# Exercise prompt
Every line with the word "jitter" in it should be extracted from the data that follows.

# Saved data entries

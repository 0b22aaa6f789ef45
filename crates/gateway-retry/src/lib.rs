//! Bounded exponential backoff with jitter for upstream calls (design §4.4).
//!
//! Unlike the rest of this workspace's resilience patterns, the retry
//! executor is a bare async function rather than a `tower::Service`: the
//! design's contract is `run(op, classify) -> result | final_error`, which
//! maps directly onto a retry loop around a request-producing closure.

use std::future::Future;
use std::time::{Duration, Instant};

/// How an error should be treated by the retry executor.
#[derive(Debug, Clone, Copy, PartialEq, Eq)]
pub enum Classification {
    /// Worth another attempt (transient network failure, upstream 5xx/429, timeout).
    Retryable,
    /// Return immediately (client 4xx other than 429, auth failure, invalid input).
    Terminal,
}

/// The final error returned once retries are exhausted, a terminal error is
/// hit, or the deadline would be exceeded by the next wait.
#[derive(Debug, Clone)]
pub struct RetryOutcome<E> {
    pub error: E,
    pub attempts: usize,
}

/// Configuration for [`RetryExecutor`].
#[derive(Debug, Clone, Copy)]
pub struct RetryConfig {
    /// Total attempts allowed, including the first (default 3).
    pub max_attempts: usize,
    /// Base backoff interval (default 1s).
    pub base: Duration,
    /// Maximum backoff interval before jitter is applied (default 60s).
    pub cap: Duration,
}

impl Default for RetryConfig {
    fn default() -> Self {
        Self {
            max_attempts: 3,
            base: Duration::from_secs(1),
            cap: Duration::from_secs(60),
        }
    }
}

/// Wraps any asynchronous, fallible operation with bounded exponential
/// backoff and jitter, distinguishing retryable from terminal errors.
pub struct RetryExecutor {
    config: RetryConfig,
}

impl RetryExecutor {
    pub fn new(config: RetryConfig) -> Self {
        Self { config }
    }

    /// Runs `op` until it succeeds, a terminal error occurs, attempts are
    /// exhausted, or `deadline` would be exceeded by the next wait.
    ///
    /// `op` is called again on each attempt (it must produce a fresh
    /// future each time, since futures aren't replayable). `classify`
    /// decides whether a given error is worth retrying.
    pub async fn run<F, Fut, T, E, C>(
        &self,
        deadline: Instant,
        mut op: F,
        classify: C,
    ) -> Result<T, RetryOutcome<E>>
    where
        F: FnMut() -> Fut,
        Fut: Future<Output = Result<T, E>>,
        C: Fn(&E) -> Classification,
    {
        let mut attempt = 0usize;

        loop {
            let result = op().await;
            let error = match result {
                Ok(value) => return Ok(value),
                Err(e) => e,
            };
            attempt += 1;

            if classify(&error) == Classification::Terminal {
                tracing::debug!(attempt, "upstream error classified as terminal, not retrying");
                return Err(RetryOutcome {
                    error,
                    attempts: attempt,
                });
            }

            if attempt >= self.config.max_attempts {
                tracing::warn!(attempt, "retry attempts exhausted");
                return Err(RetryOutcome {
                    error,
                    attempts: attempt,
                });
            }

            let delay = self.backoff_delay(attempt - 1);
            if Instant::now() + delay > deadline {
                tracing::warn!(attempt, "deadline would be exceeded by retry wait, failing");
                return Err(RetryOutcome {
                    error,
                    attempts: attempt,
                });
            }

            tracing::debug!(attempt, delay_ms = delay.as_millis() as u64, event = "retry_attempt");
            tokio::time::sleep(delay).await;
        }
    }

    fn backoff_delay(&self, k: usize) -> Duration {
        let exp = self.config.base.as_secs_f64() * 2f64.powi(k as i32);
        let capped = exp.min(self.config.cap.as_secs_f64());
        let jitter: f64 = rand::random::<f64>();
        Duration::from_secs_f64(capped * (1.0 + jitter))
    }
}

#[cfg(test)]
mod tests {
    use super::*;
    use std::sync::atomic::{AtomicUsize, Ordering};
    use std::sync::Arc;

    #[derive(Debug, Clone)]
    struct TestError(&'static str);

    fn far_deadline() -> Instant {
        Instant::now() + Duration::from_secs(3600)
    }

    #[tokio::test(start_paused = true)]
    async fn succeeds_without_retry() {
        let executor = RetryExecutor::new(RetryConfig {
            max_attempts: 3,
            base: Duration::from_millis(1),
            cap: Duration::from_millis(10),
        });
        let calls = Arc::new(AtomicUsize::new(0));
        let c = Arc::clone(&calls);

        let result = executor
            .run(
                far_deadline(),
                || {
                    let c = Arc::clone(&c);
                    async move {
                        c.fetch_add(1, Ordering::SeqCst);
                        Ok::<_, TestError>("ok")
                    }
                },
                |_: &TestError| Classification::Retryable,
            )
            .await;

        assert_eq!(result.unwrap(), "ok");
        assert_eq!(calls.load(Ordering::SeqCst), 1);
    }

    #[tokio::test(start_paused = true)]
    async fn retries_then_succeeds() {
        // S4: fails twice with retryable, succeeds third.
        let executor = RetryExecutor::new(RetryConfig {
            max_attempts: 3,
            base: Duration::from_millis(1),
            cap: Duration::from_millis(10),
        });
        let calls = Arc::new(AtomicUsize::new(0));
        let c = Arc::clone(&calls);

        let result = executor
            .run(
                far_deadline(),
                || {
                    let c = Arc::clone(&c);
                    async move {
                        let n = c.fetch_add(1, Ordering::SeqCst);
                        if n < 2 {
                            Err(TestError("transient"))
                        } else {
                            Ok("ok")
                        }
                    }
                },
                |_: &TestError| Classification::Retryable,
            )
            .await;

        assert_eq!(result.unwrap(), "ok");
        assert_eq!(calls.load(Ordering::SeqCst), 3);
    }

    #[tokio::test(start_paused = true)]
    async fn terminal_error_stops_immediately() {
        let executor = RetryExecutor::new(RetryConfig::default());
        let calls = Arc::new(AtomicUsize::new(0));
        let c = Arc::clone(&calls);

        let result = executor
            .run(
                far_deadline(),
                || {
                    let c = Arc::clone(&c);
                    async move {
                        c.fetch_add(1, Ordering::SeqCst);
                        Err::<(), _>(TestError("bad request"))
                    }
                },
                |_: &TestError| Classification::Terminal,
            )
            .await;

        let outcome = result.unwrap_err();
        assert_eq!(outcome.attempts, 1);
        assert_eq!(calls.load(Ordering::SeqCst), 1);
    }

    #[tokio::test(start_paused = true)]
    async fn exhausts_attempts_and_annotates_count() {
        let executor = RetryExecutor::new(RetryConfig {
            max_attempts: 3,
            base: Duration::from_millis(1),
            cap: Duration::from_millis(10),
        });
        let calls = Arc::new(AtomicUsize::new(0));
        let c = Arc::clone(&calls);

        let result = executor
            .run(
                far_deadline(),
                || {
                    let c = Arc::clone(&c);
                    async move {
                        c.fetch_add(1, Ordering::SeqCst);
                        Err::<(), _>(TestError("always fails"))
                    }
                },
                |_: &TestError| Classification::Retryable,
            )
            .await;

        let outcome = result.unwrap_err();
        assert_eq!(outcome.attempts, 3);
        assert_eq!(calls.load(Ordering::SeqCst), 3);
    }

    #[tokio::test(start_paused = true)]
    async fn deadline_cuts_off_further_retries() {
        let executor = RetryExecutor::new(RetryConfig {
            max_attempts: 10,
            base: Duration::from_secs(10),
            cap: Duration::from_secs(60),
        });
        let calls = Arc::new(AtomicUsize::new(0));
        let c = Arc::clone(&calls);

        // Deadline is far shorter than even one backoff interval.
        let deadline = Instant::now() + Duration::from_millis(1);

        let result = executor
            .run(
                deadline,
                || {
                    let c = Arc::clone(&c);
                    async move {
                        c.fetch_add(1, Ordering::SeqCst);
                        Err::<(), _>(TestError("slow upstream"))
                    }
                },
                |_: &TestError| Classification::Retryable,
            )
            .await;

        let outcome = result.unwrap_err();
        assert_eq!(outcome.attempts, 1);
        assert_eq!(calls.load(Ordering::SeqCst), 1);
    }
}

# Exercise solution
//! Bounded exponential backoff with jitter for upstream calls (design §4.4).
    /// Maximum backoff interval before jitter is applied (default 60s).
/// backoff and jitter, distinguishing retryable from terminal errors.
        let jitter: f64 = rand::random::<f64>();
        Duration::from_secs_f64(capped * (1.0 + jitter))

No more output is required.